This article is 6 years old

Opinion

Temescal Whole Foods Continues East Bay Gentrification

Illustration by Gina Ledor All over the Bay Area, new developments are sprouting up like spring flowers. New housing, parking, and restaurants are changing the way neighborhoods look and feel.

Illustration by Gina Ledor

All over the Bay Area, new developments are sprouting up like spring flowers. New housing, parking, and restaurants are changing the way neighborhoods look and feel. Communities that were once rich with culture and history are now being stripped of that, as new developments invade.

In the Temescal district of Oakland, a new Whole Foods is being built in the bottom of a large apartment building. On a surface level, new housing seems like something that everyone could get behind. As prices have skyrocketed, renters have been forced out.

Gentrification is clearly underway. New housing may seem to offer opportunities for people who lost their homes to get a new one. However, this new housing is rarely affordable and is rarely built with the homeless and evicted in mind.

We need more housing that has low income families in mind. This will take subsidies to offset the lost revenue from higher prices. In January, Oakland Mayor  Libby Schaaf announced that the city would be incentivizing having low income tenants. The program has the right ideals in mind and is a great first step in maintaining and creating more affordable housing.

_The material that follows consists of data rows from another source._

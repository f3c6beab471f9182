//! Silencer ruleset file (spec §6 "Silencer file: JSON"). Parsed once at
//! startup (and whenever the control API asks for a reload) from a path
//! bounded by a max size; missing or malformed files log and fall back to
//! an empty ruleset rather than aborting the engine (spec §7).

use std::path::Path;

use health_core::{CoreError, SilencerRuleset};

/// Loads and parses the silencer ruleset at `path`. Returns an empty
/// ruleset (silences nothing) on any failure, having logged the cause.
pub fn load_silencer_ruleset(path: &Path, max_bytes: u64) -> SilencerRuleset {
    let metadata = match std::fs::metadata(path) {
        Ok(m) => m,
        Err(err) => {
            tracing::warn!(path = %path.display(), error = %err, "silencer file missing, continuing with empty ruleset");
            return SilencerRuleset::default();
        }
    };

    if metadata.len() == 0 {
        tracing::warn!(path = %path.display(), "silencer file is empty, continuing with empty ruleset");
        return SilencerRuleset::default();
    }
    if metadata.len() > max_bytes {
        tracing::warn!(
            path = %path.display(),
            size = metadata.len(),
            max_bytes,
            "silencer file exceeds size bound, continuing with empty ruleset"
        );
        return SilencerRuleset::default();
    }

    let contents = match std::fs::read_to_string(path) {
        Ok(c) => c,
        Err(err) => {
            tracing::warn!(path = %path.display(), error = %err, "failed to read silencer file, continuing with empty ruleset");
            return SilencerRuleset::default();
        }
    };

    match serde_json::from_str(&contents) {
        Ok(ruleset) => ruleset,
        Err(err) => {
            let err = CoreError::InvalidSilencerRuleset(err.to_string());
            tracing::warn!(path = %path.display(), error = %err, "malformed silencer file, continuing with empty ruleset");
            SilencerRuleset::default()
        }
    }
}
//! Repeating-alarm emitter (spec §4.6, C8). Repeating rules never touch the
//! event log (P5): a synthetic event is built, handed straight to the same
//! execution path the dispatcher uses, and dropped.

use health_core::{Event, EventFlags, Rule, Status};

use crate::dispatcher::execute_for_repeat;
use crate::host::Host;

/// Walks `host`'s rules and fires a repeat notification for any repeating
/// rule whose cadence has elapsed. Mutates `last_repeat` on the rules it
/// fires.
pub async fn emit_repeats(host: &Host, now: i64) {
    let due: Vec<Event> = {
        let mut rules = host.rules.write().unwrap();
        rules
            .iter_mut()
            .filter_map(|rule| repeat_event_if_due(rule, now))
            .collect()
    };

    for event in due {
        // Repeats are dispatched inline and never appended to the log
        // (spec §4.6, P5); the dedup scan has no log entry to anchor from,
        // so it starts at the head.
        execute_for_repeat(host, event, now).await;
    }
}

fn repeat_event_if_due(rule: &mut Rule, now: i64) -> Option<Event> {
    if !rule.is_repeating() {
        return None;
    }
    if !matches!(rule.status, Status::Warning | Status::Critical) {
        return None;
    }

    let cadence = if rule.status == Status::Critical {
        rule.crit_repeat_every
    } else {
        rule.warn_repeat_every
    };
    if cadence <= 0 || rule.last_repeat + cadence > now {
        return None;
    }

    rule.last_repeat = now;

    Some(Event {
        unique_id: 0,
        alarm_id: rule.alarm_id,
        alarm_event_id: rule.next_event_id,
        when: now,
        name: rule.name.clone(),
        chart: rule.chart.clone().unwrap_or_default(),
        family: rule.family.clone(),
        exec: rule.exec.clone().unwrap_or_default(),
        recipient: rule.recipient.clone().unwrap_or_default(),
        duration: now - rule.last_status_change,
        non_clear_duration: if rule.non_clear_since > 0 { now - rule.non_clear_since } else { 0 },
        old_value: rule.old_value,
        new_value: rule.value,
        old_status: rule.old_status,
        new_status: rule.status,
        source: rule.source.clone(),
        units: rule.units.clone(),
        info: rule.info.clone(),
        delay: 0,
        flags: EventFlags {
            no_clear_notification: rule.flags.no_clear_notification,
            silenced: rule.flags.silenced,
            ..Default::default()
        },
        exec_run_timestamp: 0,
        exec_code: 0,
        last_repeat: now,
    })
}
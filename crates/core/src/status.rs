//! Alarm status and the escalation ordering used by hysteresis.

use std::fmt;

/// A rule or event's health status.
///
/// Declaration order is significant: `derive(Ord)` compares variants in the
/// order they're declared, and escalation (`new_status > rule.status`) relies
/// on `Removed < Undefined < Uninitialized < Unknown < Clear < Warning <
/// Critical`. Statuses below `Clear` are internal and never notified.
#[derive(Debug, Clone, Copy, PartialEq, Eq, PartialOrd, Ord, Hash, serde::Serialize, serde::Deserialize)]
pub enum Status {
    Removed,
    Undefined,
    Uninitialized,
    Unknown,
    Clear,
    Warning,
    Critical,
}

impl Default for Status {
    fn default() -> Self {
        Status::Undefined
    }
}

impl fmt::Display for Status {
    fn fmt(&self, f: &mut fmt::Formatter<'_>) -> fmt::Result {
        let s = match self {
            Status::Removed => "REMOVED",
            Status::Undefined => "UNDEFINED",
            Status::Uninitialized => "UNINITIALIZED",
            Status::Unknown => "UNKNOWN",
            Status::Clear => "CLEAR",
            Status::Warning => "WARNING",
            Status::Critical => "CRITICAL",
        };
        f.write_str(s)
    }
}
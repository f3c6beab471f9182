//! The alarm event type (spec §3, "Event (E)").
//!
//! The source's intrusive `next` link is dropped in favor of single ownership
//! by the event log's deque (see spec §9, "Intrusive linked list of events");
//! callers iterate borrowed references under the log's RW-lock instead.

use crate::flags::EventFlags;
use crate::status::Status;

/// An immutable record appended to a host's event log at a status
/// transition, or synthesized inline by the repeating-alarm emitter.
#[derive(Debug, Clone)]
pub struct Event {
    pub unique_id: u64,
    pub alarm_id: u64,
    pub alarm_event_id: u64,
    pub when: i64,
    pub name: String,
    pub chart: String,
    pub family: String,
    pub exec: String,
    pub recipient: String,
    pub duration: i64,
    pub non_clear_duration: i64,
    pub old_value: f64,
    pub new_value: f64,
    pub old_status: Status,
    pub new_status: Status,
    pub source: String,
    pub units: String,
    pub info: String,
    pub delay: i64,
    pub flags: EventFlags,
    pub exec_run_timestamp: i64,
    pub exec_code: i32,
    pub last_repeat: i64,
}
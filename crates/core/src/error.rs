use thiserror::Error;

/// Errors surfaced by core data-model operations. The bulk of this crate is
/// plain data and traits; most fallible work (file I/O, YAML parsing) lives
/// in the engine crate's `HealthError`, which wraps this where needed.
#[derive(Error, Debug)]
pub enum CoreError {
    #[error("malformed silencer ruleset: {0}")]
    InvalidSilencerRuleset(String),

    #[error("{0}")]
    Other(String),
}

Besides the Temescal district, Oakland has been experiencing gentrification as a whole. At the worst point of the great recession, Oakland median house prices were barely above 150 thousand dollars, according to data on Zillow. Now, almost ten years later, prices have reached  seven hundred thousand dollars. Hundreds of thousands of dollars above the national median.

Another part of the Bay Area where gentrification is so apparent is in the Mission District of San Francisco. A neighborhood hailed for its rich culture has been invaded by Silicon Valley and SF techies.

What was once an affordable place for those of all economic statuses, now houses rich newcomers such as Mark Zuckerberg. Old buildings which used to be dollar stores or family business are being turned into banks and boujee restaurants.

Diversity is what makes the Bay Area so special. White, black, rich, poor and everything in between. If the Bay Area becomes the hub of the techies and forces everyone else out, it will lose its identity which made it such a desired location in the first place.